In this month’s Atlantic, James McWilliams argues that eating the meat of animals raised in a “free range” is not more ethical than eating factory farmed meat:
But this position—the idea that free-range is automatically a responsible choice simply because it’s more attentive to animal welfare—is morally blurred. Better does not mean acceptable. Consumers of free-range meat who oppose factory farming on welfare grounds (however partial) cannot escape an inconvenient question: Doesn’t killing an animal we don’t need constitute the very thing that factory farming perpetuates—which is to say, harm? This, as I see it, is the free-range albatross.
After reading it, you should read Heath Putnam’s response. He’s a pig farmer in Washington, and consistently writes interesting stuff on the practices of farmers and the ethics of them.

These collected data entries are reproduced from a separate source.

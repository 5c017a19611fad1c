//! Error types for random.org operations.

/// Errors that can occur when requesting numbers from random.org.
#[derive(Debug, thiserror::Error)]
pub enum RandomOrgError {
    /// HTTP request failed before a response was received.
    #[error("HTTP error: {0}")]
    Http(#[from] reqwest::Error),

    /// The request did not complete within the configured timeout.
    #[error("request timed out")]
    Timeout,

    /// Server answered with a non-2xx status.
    #[error("unexpected HTTP status {status_code}")]
    Status {
        /// HTTP status code.
        status_code: u16,
    },

    /// JSON-RPC error object returned by the service (bad key, quota, ...).
    #[error("random.org error {code}: {message}")]
    Rpc {
        /// JSON-RPC error code.
        code: i64,
        /// Human-readable message from the service.
        message: String,
    },

    /// The response body was not the expected JSON-RPC shape.
    #[error("malformed response: {0}")]
    MalformedResponse(String),

    /// The service returned a different number of integers than requested.
    #[error("expected {expected} integers, got {got}")]
    CountMismatch {
        /// Count that was requested.
        expected: usize,
        /// Count that was returned.
        got: usize,
    },

    /// A returned integer lies outside the requested range.
    #[error("integer {value} outside {min}..={max}")]
    OutOfRange {
        /// Offending value.
        value: i64,
        /// Requested lower bound.
        min: u16,
        /// Requested upper bound.
        max: u16,
    },
}

impl RandomOrgError {
    /// Classify a transport error, separating timeouts from other failures.
    pub(crate) fn from_transport(err: reqwest::Error) -> Self {
        if err.is_timeout() {
            Self::Timeout
        } else {
            Self::Http(err)
        }
    }
}
//! Command-line and environment configuration.

use std::net::SocketAddr;
use std::path::PathBuf;
use std::time::Duration;

use clap::Parser;
use wordroll_random_org::{RandomOrgConfig, DEFAULT_ENDPOINT};

/// wordroll server configuration. Every flag can also be set from the
/// environment.
#[derive(Debug, Clone, Parser)]
#[command(name = "wordroll")]
#[command(about = "Diceware passphrase HTTP service")]
pub struct Config {
    /// Address to listen on
    #[arg(long, env = "WORDROLL_LISTEN", default_value = "0.0.0.0:8787")]
    pub listen: SocketAddr,

    /// Word list file (EFF `11111<TAB>word` format or one word per line)
    #[arg(
        long,
        env = "WORDROLL_WORDLIST",
        default_value = "data/eff_large_wordlist.txt"
    )]
    pub wordlist: PathBuf,

    /// random.org JSON-RPC endpoint
    #[arg(long, env = "WORDROLL_RANDOM_ORG_URL", default_value = DEFAULT_ENDPOINT)]
    pub random_org_url: String,

    /// Timeout for one random.org round trip, in seconds
    #[arg(
        long,
        env = "WORDROLL_REMOTE_TIMEOUT_SECS",
        default_value_t = 10,
        value_parser = clap::value_parser!(u64).range(1..=300)
    )]
    pub remote_timeout_secs: u64,

    /// Directory for a daily rolling log file (stdout only when unset)
    #[arg(long, env = "WORDROLL_LOG_DIR")]
    pub log_dir: Option<PathBuf>,

    /// Log filter directive, e.g. `info` or `wordroll=debug`
    #[arg(long, env = "RUST_LOG", default_value = "info")]
    pub log_filter: String,
}

impl Config {
    /// Settings for the random.org client.
    #[must_use]
    pub fn random_org(&self) -> RandomOrgConfig {
        RandomOrgConfig {
            endpoint: self.random_org_url.clone(),
            timeout: Duration::from_secs(self.remote_timeout_secs),
        }
    }
}
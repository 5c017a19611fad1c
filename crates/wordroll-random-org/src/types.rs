//! random.org JSON-RPC data types: configuration, request and response bodies.

use std::time::Duration;

use serde::{Deserialize, Serialize};

/// Public random.org JSON-RPC endpoint.
pub const DEFAULT_ENDPOINT: &str = "https://api.random.org/json-rpc/2/invoke";

/// Default bound on one round trip to the service.
pub const DEFAULT_TIMEOUT: Duration = Duration::from_secs(10);

/// JSON-RPC request id; responses are matched by connection, not by id.
pub const REQUEST_ID: u64 = 42;

/// Configuration for a [`RandomOrgClient`](crate::RandomOrgClient).
#[derive(Debug, Clone, PartialEq, Eq)]
pub struct RandomOrgConfig {
    /// JSON-RPC endpoint URL.
    pub endpoint: String,
    /// Timeout applied to every request.
    pub timeout: Duration,
}

impl Default for RandomOrgConfig {
    fn default() -> Self {
        Self {
            endpoint: DEFAULT_ENDPOINT.to_string(),
            timeout: DEFAULT_TIMEOUT,
        }
    }
}

/// JSON-RPC 2.0 request envelope.
#[derive(Debug, Serialize)]
pub struct RpcRequest<P> {
    /// Protocol version, always `"2.0"`.
    pub jsonrpc: &'static str,
    /// Method name.
    pub method: &'static str,
    /// Method parameters.
    pub params: P,
    /// Request id.
    pub id: u64,
}

/// Parameters of the `generateIntegers` method.
#[derive(Debug, Serialize)]
#[serde(rename_all = "camelCase")]
pub struct GenerateIntegersParams<'a> {
    /// Caller-supplied API key.
    pub api_key: &'a str,
    /// How many integers to generate.
    pub n: usize,
    /// Inclusive lower bound.
    pub min: u16,
    /// Inclusive upper bound.
    pub max: u16,
    /// Sample with replacement.
    pub replacement: bool,
}

/// JSON-RPC 2.0 response envelope; exactly one of `result`/`error` is set.
#[derive(Debug, Deserialize)]
pub struct RpcResponse<R> {
    /// Successful result.
    pub result: Option<R>,
    /// Error object.
    #[serde(default)]
    pub error: Option<RpcErrorObject>,
}

/// JSON-RPC error object.
#[derive(Debug, Deserialize)]
pub struct RpcErrorObject {
    /// Error code.
    pub code: i64,
    /// Error message.
    pub message: String,
}

/// `result` member of a `generateIntegers` response.
#[derive(Debug, Deserialize)]
#[serde(rename_all = "camelCase")]
pub struct GenerateIntegersResult {
    /// The generated numbers.
    pub random: RandomData,
    /// Bits consumed by this request.
    #[serde(default)]
    pub bits_used: Option<i64>,
    /// Remaining daily bit allowance for the key.
    #[serde(default)]
    pub bits_left: Option<i64>,
    /// Remaining daily request allowance for the key.
    #[serde(default)]
    pub requests_left: Option<i64>,
    /// Milliseconds the service asks clients to wait before the next request.
    #[serde(default)]
    pub advisory_delay: Option<u64>,
}

/// `result.random` member.
#[derive(Debug, Deserialize)]
#[serde(rename_all = "camelCase")]
pub struct RandomData {
    /// Generated integers. Kept wide so out-of-range values can be reported.
    pub data: Vec<i64>,
}
//! Error types for `wordroll-core`.

use thiserror::Error;

/// Errors produced while turning random numbers into a passphrase.
#[derive(Debug, Error)]
pub enum PassphraseError {
    /// The OS secure random number generator could not be read.
    #[error("secure randomness unavailable: {0}")]
    SourceUnavailable(String),

    /// A value needs more digits than the requested fixed width.
    #[error("value {value} does not fit in {width} base-{base} digits")]
    OutOfRange {
        /// The value being converted.
        value: u32,
        /// Numeric base of the conversion.
        base: u32,
        /// Fixed output width in digits.
        width: usize,
    },

    /// A string is not a five-digit dice key (digits `1`-`6`).
    #[error("invalid dice key: {0:?}")]
    InvalidKey(String),

    /// A dice key resolved to nothing in the word list.
    #[error("no word-list entry for key {0}")]
    LookupMiss(String),

    /// Requested word count is outside the accepted range.
    #[error("word count must be between {min} and {max}, got {got}")]
    InvalidWordCount {
        /// Smallest accepted count.
        min: usize,
        /// Largest accepted count.
        max: usize,
        /// Count that was requested.
        got: usize,
    },

    /// A random source returned fewer (or more) numbers than requested.
    #[error("random source returned {got} numbers, expected {expected}")]
    ShortRead {
        /// Count that was requested.
        expected: usize,
        /// Count that was returned.
        got: usize,
    },

    /// The word list could not be read or failed validation.
    #[error("word list error: {0}")]
    Wordlist(String),
}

Two additional thoughts. The first is that from an animal welfare standpoint, eating dairy foods is no more ethical than eating meat, mainly because meat is an unavoidable by product of dairy farming. Only female animals produce milk and eggs, and half of the offspring of farm animals are male. Many male dairy calves become veal, male goats on a goat farm become meat, and male chicks on big egg farms become fertilizer.
The second is that without farming most of the animals on farms just wouldn’t exist. So when we talk about the lost potential for happiness and fulfillment among farm animals when they are slaughtered, we’re talking about animals that would not exist at all were it not for farming.
Heath Putnam says we should eat what tastes good. I continue to agree with him, at least for now.